=== About this exercise ===
State, as a number alone, how many lines of the data contain the string "parents".

====== Data provided

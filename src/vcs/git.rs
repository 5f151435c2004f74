//! git2-backed implementation of [`VersionControlBackend`].

use std::fmt::Write;
use std::path::Path;

use git2::{
    Commit, Delta, Diff, DiffFindOptions, ErrorCode, Patch, Repository, Status, StatusEntry,
    StatusOptions, Tree,
};
use tracing::debug;

use crate::error::VcsError;
use crate::vcs::{ChangeRecord, ChangeStatus, VersionControlBackend};

const INDEX_CHANGES: Status = Status::INDEX_NEW
    .union(Status::INDEX_MODIFIED)
    .union(Status::INDEX_DELETED)
    .union(Status::INDEX_RENAMED)
    .union(Status::INDEX_TYPECHANGE);

/// Backend over a local repository opened with libgit2.
pub struct GitBackend {
    repo: Repository,
}

impl GitBackend {
    /// Find the repository containing `path`.
    pub fn discover(path: impl AsRef<Path>) -> Result<Self, VcsError> {
        let path = path.as_ref();
        let repo = Repository::discover(path).map_err(|e| {
            debug!("Repository discovery failed: {}", e);
            VcsError::RepositoryNotFound(path.to_path_buf())
        })?;
        Self::from_repository(repo)
    }

    /// Wrap an already-open repository.
    pub fn from_repository(repo: Repository) -> Result<Self, VcsError> {
        if repo.is_bare() {
            return Err(VcsError::BareRepository);
        }
        Ok(Self { repo })
    }

    pub fn repository(&self) -> &Repository {
        &self.repo
    }

    fn workdir(&self) -> Result<&Path, VcsError> {
        self.repo.workdir().ok_or(VcsError::BareRepository)
    }

    /// HEAD commit, or `None` on an unborn branch.
    fn head_commit(&self) -> Result<Option<Commit<'_>>, VcsError> {
        match self.repo.head() {
            Ok(head) => Ok(Some(head.peel_to_commit()?)),
            Err(e) if e.code() == ErrorCode::UnbornBranch || e.code() == ErrorCode::NotFound => {
                Ok(None)
            }
            Err(e) => Err(VcsError::Git(e)),
        }
    }

    fn head_tree(&self) -> Result<Option<Tree<'_>>, VcsError> {
        match self.head_commit()? {
            Some(commit) => Ok(Some(commit.tree()?)),
            None => Ok(None),
        }
    }

    /// HEAD-to-index diff with rename detection.
    fn staged_diff(&self) -> Result<Diff<'_>, VcsError> {
        let head_tree = self.head_tree()?;
        let mut diff = self
            .repo
            .diff_tree_to_index(head_tree.as_ref(), None, None)?;

        let mut find_opts = DiffFindOptions::new();
        find_opts.renames(true);
        diff.find_similar(Some(&mut find_opts))?;
        Ok(diff)
    }

    /// Source path of a staged rename whose destination is `path`.
    fn staged_rename_source(&self, path: &str) -> Result<Option<String>, VcsError> {
        let diff = self.staged_diff()?;
        let source = diff
            .deltas()
            .filter(|delta| delta.status() == Delta::Renamed)
            .find(|delta| delta.new_file().path() == Some(Path::new(path)))
            .and_then(|delta| delta.old_file().path().map(|p| p.to_string_lossy().to_string()));
        Ok(source)
    }
}

impl VersionControlBackend for GitBackend {
    fn list_changes(&self) -> Result<Vec<ChangeRecord>, VcsError> {
        // Pick up index writes made by other processes since the last query.
        self.repo.index()?.read(false)?;

        let mut opts = StatusOptions::new();
        opts.include_untracked(true)
            .recurse_untracked_dirs(true)
            .include_ignored(false)
            .renames_head_to_index(true);

        let statuses = self.repo.statuses(Some(&mut opts))?;
        let mut records: Vec<ChangeRecord> = statuses
            .iter()
            .filter_map(|entry| record_from_entry(&entry))
            .collect();
        records.sort_by(|a, b| a.path.cmp(&b.path));

        debug!("Listed {} changed paths", records.len());
        Ok(records)
    }

    fn staged_diff_text(&self) -> Result<String, VcsError> {
        let diff = self.staged_diff()?;

        let mut out = String::new();
        for idx in 0..diff.deltas().len() {
            let Some(delta) = diff.get_delta(idx) else {
                continue;
            };
            let path = delta
                .new_file()
                .path()
                .or_else(|| delta.old_file().path())
                .map(|p| p.to_string_lossy().to_string())
                .unwrap_or_default();

            let _ = writeln!(out, "=== {path} ===");
            match Patch::from_diff(&diff, idx)? {
                Some(mut patch) => {
                    let buf = patch.to_buf()?;
                    out.push_str(&String::from_utf8_lossy(&buf));
                }
                None => out.push_str("(binary file)\n"),
            }
            if !out.ends_with('\n') {
                out.push('\n');
            }
        }

        Ok(out)
    }

    fn stage(&self, path: &str) -> Result<(), VcsError> {
        let mut index = self.repo.index()?;
        let on_disk = self.workdir()?.join(path).symlink_metadata().is_ok();

        if on_disk {
            index.add_path(Path::new(path))?;
        } else {
            // deletions are staged by dropping the entry
            index.remove_path(Path::new(path))?;
        }
        index.write()?;

        debug!("Staged {}", path);
        Ok(())
    }

    /// Unstaging a staged rename also restores its source path, so the
    /// deletion half of the rename does not stay behind in the index.
    fn unstage(&self, path: &str) -> Result<(), VcsError> {
        match self.head_commit()? {
            Some(head) => {
                let mut paths = vec![path.to_string()];
                if let Some(source) = self.staged_rename_source(path)? {
                    debug!("Unstaging rename source {}", source);
                    paths.push(source);
                }
                self.repo.reset_default(Some(head.as_object()), paths)?;
            }
            None => {
                let mut index = self.repo.index()?;
                index.remove_path(Path::new(path))?;
                index.write()?;
            }
        }

        debug!("Unstaged {}", path);
        Ok(())
    }

    fn commit(&self, message: &str) -> Result<(), VcsError> {
        let sig = self.repo.signature().map_err(|e| match e.code() {
            ErrorCode::NotFound => VcsError::MissingIdentity,
            _ => VcsError::Git(e),
        })?;

        let head_tree = self.head_tree()?;
        let staged = self
            .repo
            .diff_tree_to_index(head_tree.as_ref(), None, None)?;
        if staged.deltas().len() == 0 {
            return Err(VcsError::NothingStaged);
        }

        let mut index = self.repo.index()?;
        let tree_id = index.write_tree()?;
        let tree = self.repo.find_tree(tree_id)?;

        let parent = self.head_commit()?;
        let parents: Vec<&Commit> = parent.iter().collect();

        let oid = self
            .repo
            .commit(Some("HEAD"), &sig, &sig, message, &tree, &parents)?;

        debug!("Created commit {}", oid);
        Ok(())
    }
}

/// Map a status entry to a record, skipping ignored and clean paths.
fn record_from_entry(entry: &StatusEntry<'_>) -> Option<ChangeRecord> {
    let status = entry.status();
    if status.is_ignored() || status == Status::CURRENT {
        return None;
    }

    let path = entry
        .head_to_index()
        .filter(|_| status.is_index_renamed())
        .and_then(|delta| delta.new_file().path())
        .map(|p| p.to_string_lossy().to_string())
        .or_else(|| entry.path().map(str::to_string))?;

    let staged = status.intersects(INDEX_CHANGES);
    let change_status = if staged {
        index_status(status)
    } else {
        worktree_status(status)
    };

    Some(ChangeRecord {
        path,
        status: change_status,
        staged,
    })
}

fn index_status(status: Status) -> ChangeStatus {
    if status.is_index_new() {
        ChangeStatus::Added
    } else if status.is_index_deleted() {
        ChangeStatus::Deleted
    } else if status.is_index_renamed() {
        ChangeStatus::Renamed
    } else if status.is_index_modified() || status.is_index_typechange() {
        ChangeStatus::Modified
    } else {
        ChangeStatus::Unknown
    }
}

fn worktree_status(status: Status) -> ChangeStatus {
    if status.is_wt_new() {
        ChangeStatus::Added
    } else if status.is_wt_deleted() {
        ChangeStatus::Deleted
    } else if status.is_wt_renamed() {
        ChangeStatus::Renamed
    } else if status.is_wt_modified() || status.is_wt_typechange() {
        ChangeStatus::Modified
    } else {
        ChangeStatus::Unknown
    }
}
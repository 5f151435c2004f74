//! Staged-change summary handed to the prompt builder.

use std::fmt::Write;

use tracing::debug;

use crate::error::VcsError;
use crate::vcs::{ChangeRecord, VersionControlBackend};

/// Maximum bytes of diff text kept in a summary before truncation.
pub const MAX_DIFF_BYTES: usize = 30_000;

/// Snapshot of the staged set: status lines plus their diff text.
#[derive(Debug, Clone, PartialEq, Eq)]
pub struct ChangeSummary {
    pub records: Vec<ChangeRecord>,
    pub diff_text: String,
    pub truncated: bool,
}

impl ChangeSummary {
    /// Query the backend for the staged records and their diff.
    pub fn collect<B: VersionControlBackend + ?Sized>(backend: &B) -> Result<Self, VcsError> {
        let records: Vec<ChangeRecord> = backend
            .list_changes()?
            .into_iter()
            .filter(|record| record.staged)
            .collect();

        if records.is_empty() {
            return Ok(Self::new(records, String::new()));
        }

        let diff_text = backend.staged_diff_text()?;
        Ok(Self::new(records, diff_text))
    }

    /// Build a summary, truncating the diff to [`MAX_DIFF_BYTES`].
    pub fn new(records: Vec<ChangeRecord>, mut diff_text: String) -> Self {
        let truncated = diff_text.len() > MAX_DIFF_BYTES;
        if truncated {
            let mut end = MAX_DIFF_BYTES;
            while end > 0 && !diff_text.is_char_boundary(end) {
                end -= 1;
            }
            debug!(
                "Truncating staged diff from {} to {} bytes",
                diff_text.len(),
                end
            );
            diff_text.truncate(end);
        }

        Self {
            records,
            diff_text,
            truncated,
        }
    }

    pub fn is_empty(&self) -> bool {
        self.records.is_empty()
    }

    /// Render the status lines followed by the diff text.
    ///
    /// Output depends only on the summary contents, so the same staged set
    /// always yields the same prompt.
    pub fn render(&self) -> String {
        let mut out = String::new();
        for record in &self.records {
            let _ = writeln!(out, "{} ({})", record.path, record.status);
        }
        if !self.diff_text.is_empty() {
            out.push('\n');
            out.push_str(&self.diff_text);
            if !out.ends_with('\n') {
                out.push('\n');
            }
        }
        if self.truncated {
            out.push_str("\n(diff truncated due to size; focus on the visible changes)\n");
        }
        out
    }
}
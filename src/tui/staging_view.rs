//! Full-screen crossterm driver for [`StagingSession`].

use std::io::{self, Write};

use crossterm::cursor::{Hide, MoveTo, Show};
use crossterm::event::{self, Event, KeyCode, KeyEvent, KeyEventKind, KeyModifiers};
use crossterm::style::{Attribute, Print, SetAttribute};
use crossterm::terminal::{Clear, ClearType, EnterAlternateScreen, LeaveAlternateScreen};
use crossterm::{execute, queue};
use tracing::debug;

use crate::error::StagingError;
use crate::tui::staging::{SessionEnd, StagingEvent, StagingSession, StagingState};
use crate::tui::{RawModeGuard, is_interactive};
use crate::vcs::VersionControlBackend;

const HELP: &str = "↑/k ↓/j move · space toggle · a toggle all · enter confirm · q quit";

/// Map a key press to a session event.
pub fn map_key(key: &KeyEvent) -> Option<StagingEvent> {
    if key.kind != KeyEventKind::Press {
        return None;
    }
    match key.code {
        KeyCode::Up | KeyCode::Char('k') => Some(StagingEvent::Up),
        KeyCode::Down | KeyCode::Char('j') => Some(StagingEvent::Down),
        KeyCode::Char(' ') => Some(StagingEvent::Toggle),
        KeyCode::Char('a') => Some(StagingEvent::ToggleAll),
        KeyCode::Enter => Some(StagingEvent::Confirm),
        KeyCode::Char('c') if key.modifiers.contains(KeyModifiers::CONTROL) => {
            Some(StagingEvent::Cancel)
        }
        KeyCode::Char('q') | KeyCode::Esc => Some(StagingEvent::Cancel),
        _ => None,
    }
}

/// Text lines for one frame of the view.
pub fn render_lines(state: &StagingState) -> Vec<String> {
    let mut lines = vec![
        format!(
            "Stage files ({} of {} staged)",
            state.staged_count(),
            state.rows().len()
        ),
        String::new(),
    ];

    if state.rows().is_empty() {
        lines.push("  No changes in the working tree".to_string());
    }

    for (i, row) in state.rows().iter().enumerate() {
        let pointer = if i == state.cursor() { '>' } else { ' ' };
        let check = if row.staged { 'x' } else { ' ' };
        lines.push(format!(
            "{pointer} [{check}] {} {}",
            row.status.marker(),
            row.path
        ));
    }

    lines.push(String::new());
    if let Some(message) = state.status_message() {
        lines.push(format!("! {message}"));
    }
    lines.push(HELP.to_string());
    lines
}

fn draw(out: &mut impl Write, state: &StagingState) -> io::Result<()> {
    queue!(out, MoveTo(0, 0), Clear(ClearType::All))?;
    for (i, line) in render_lines(state).iter().enumerate() {
        queue!(out, MoveTo(0, i as u16))?;
        if i == state.cursor() + 2 && !state.rows().is_empty() {
            queue!(
                out,
                SetAttribute(Attribute::Reverse),
                Print(line),
                SetAttribute(Attribute::Reset)
            )?;
        } else {
            queue!(out, Print(line))?;
        }
    }
    out.flush()
}

/// Run the interactive staging view until the user confirms or quits.
pub fn run_staging_view<B>(backend: &B) -> Result<SessionEnd, StagingError>
where
    B: VersionControlBackend + ?Sized,
{
    if !is_interactive() {
        return Err(StagingError::NotInteractive);
    }

    let mut session = StagingSession::start(backend)?;

    let mut stdout = io::stdout();
    let raw = RawModeGuard::enable().map_err(StagingError::Terminal)?;
    execute!(stdout, EnterAlternateScreen, Hide).map_err(StagingError::Terminal)?;

    let result = event_loop(&mut session, &mut stdout);

    let restore = execute!(stdout, Show, LeaveAlternateScreen);
    drop(raw);
    restore.map_err(StagingError::Terminal)?;

    let end = result?;
    debug!("Staging session ended: {:?}", end);
    Ok(end)
}

fn event_loop<B>(
    session: &mut StagingSession<'_, B>,
    out: &mut impl Write,
) -> Result<SessionEnd, StagingError>
where
    B: VersionControlBackend + ?Sized,
{
    loop {
        draw(out, session.state()).map_err(StagingError::Terminal)?;

        let Event::Key(key) = event::read().map_err(StagingError::Terminal)? else {
            continue;
        };
        let Some(staging_event) = map_key(&key) else {
            continue;
        };

        if let Some(end) = session.handle(staging_event)? {
            return Ok(end);
        }
    }
}
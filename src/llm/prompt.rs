//! Prompt construction for commit message suggestions.

/// Number of suggestions requested from the provider.
pub const SUGGESTION_COUNT: usize = 3;

/// Maximum length of the first line of a suggested message.
pub const MAX_SUBJECT_LENGTH: usize = 50;

/// Build the provider-agnostic prompt for the rendered change summary.
///
/// The output format section doubles as the grammar the suggestion parser
/// accepts: numbered `N - message` lines, each optionally followed by an
/// `Explanation:` line. The same input always yields a byte-identical prompt.
pub fn build_prompt(changes: &str) -> String {
    format!(
        r#"You are a highly intelligent assistant skilled in understanding code changes. I will provide you with a list of staged files and their git diff. Your task is to analyze the changes and generate concise, descriptive commit messages that:
- Summarize the purpose of ALL changes across ALL files.
- Capture the overall intent of the changes in a single unified message.
- Use the most significant change as the primary message when several kinds of change are present.

## Reading the diff
- Each file starts with a `=== <path> ===` header
- Lines starting with '-' show REMOVED content
- Lines starting with '+' show ADDED content
- Context lines (without + or -) show where in the file the change occurs
- Added files usually mean new functionality, deleted files usually mean cleanup

## Commit message rules
1. Use imperative mood ("Add" not "Added" or "Adds")
2. Keep the message {MAX_SUBJECT_LENGTH} characters or less
3. Capitalize the first word
4. No period at the end
5. One line per message: do not split a message across lines

Optionally, use one of these Conventional Commits prefixes when the change clearly fits:
- feat: new feature
- fix: bug fix
- docs: documentation only
- style: formatting
- refactor: code change that neither fixes a bug nor adds a feature
- test: adding missing tests
- chore: maintenance

## Changes
{changes}
## Output format
Generate {SUGGESTION_COUNT} different commit messages. Format each suggestion exactly like this example, with nothing before or after the list:

1 - Add user authentication
Explanation: Implements basic user authentication

2 - Fix database connection issues
Explanation: Fixes connection pooling issues

Each suggestion is a number, " - ", and the message on one line, then an optional single "Explanation:" line."#
    )
}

============

=== Your response ===
2